Report each line from the data below that holds the word "realtime".

Stored data entries
──────

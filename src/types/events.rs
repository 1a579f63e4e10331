use std::sync::Arc;
use tokio::sync::broadcast;

use super::message::Message;
use super::presence::PresenceUpdate;

// The size of the broadcast channel buffer.
const CHANNEL_CAPACITY: usize = 100;

/// The realtime channel connected and identified.
#[derive(Debug, Clone)]
pub struct Connected;

/// The realtime channel was lost. The polling fallback keeps the store
/// converging until the channel is re-established.
#[derive(Debug, Clone)]
pub struct Disconnected;

/// The whole conversation list was replaced by a server fetch.
#[derive(Debug, Clone)]
pub struct ConversationsReplaced {
    pub count: usize,
}

/// A single conversation was refreshed in place by the polling fallback.
#[derive(Debug, Clone)]
pub struct ConversationRefreshed {
    pub conversation_id: String,
}

/// A message was appended or updated in a conversation.
#[derive(Debug, Clone)]
pub struct MessageUpserted {
    pub conversation_id: String,
    pub message: Message,
}

/// A message was removed from a conversation.
#[derive(Debug, Clone)]
pub struct MessageRemoved {
    pub conversation_id: String,
    pub message_id: String,
}

/// A conversation was marked read, either locally (`by_peer == false`) or
/// by a remote read receipt.
#[derive(Debug, Clone)]
pub struct ConversationRead {
    pub conversation_id: String,
    pub by_peer: bool,
}

/// Non-blocking warning: a send's durable write failed after the optimistic
/// entry was applied. The entry is retained and a refresh is scheduled.
#[derive(Debug, Clone)]
pub struct SendWarning {
    pub conversation_id: String,
    pub temp_id: String,
    pub reason: String,
}

/// A recoverable synchronization error surfaced to the UI.
#[derive(Debug, Clone)]
pub struct SyncError {
    pub context: &'static str,
    pub detail: String,
}

// Macro to generate EventBus fields and constructor
macro_rules! define_event_bus {
    ($(($field:ident, $type:ty)),* $(,)?) => {
        /// Typed event bus with a separate broadcast channel per event type.
        /// The UI reads the store and subscribes here for deltas.
        #[derive(Debug)]
        pub struct EventBus {
            $(
                pub $field: broadcast::Sender<$type>,
            )*
        }

        impl EventBus {
            pub fn new() -> Self {
                Self {
                    $(
                        $field: broadcast::channel(CHANNEL_CAPACITY).0,
                    )*
                }
            }
        }
    };
}

define_event_bus! {
    // Connection events
    (connected, Arc<Connected>),
    (disconnected, Arc<Disconnected>),

    // Store events
    (conversations_replaced, Arc<ConversationsReplaced>),
    (conversation_refreshed, Arc<ConversationRefreshed>),
    (message_upserted, Arc<MessageUpserted>),
    (message_removed, Arc<MessageRemoved>),
    (conversation_read, Arc<ConversationRead>),

    // Presence events
    (presence, Arc<PresenceUpdate>),

    // Error events
    (send_warning, Arc<SendWarning>),
    (sync_error, Arc<SyncError>),
}

impl Default for EventBus {
    fn default() -> Self {
        Self::new()
    }
}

──────

### Exercise response
/// The realtime channel connected and identified.
/// The realtime channel was lost. The polling fallback keeps the store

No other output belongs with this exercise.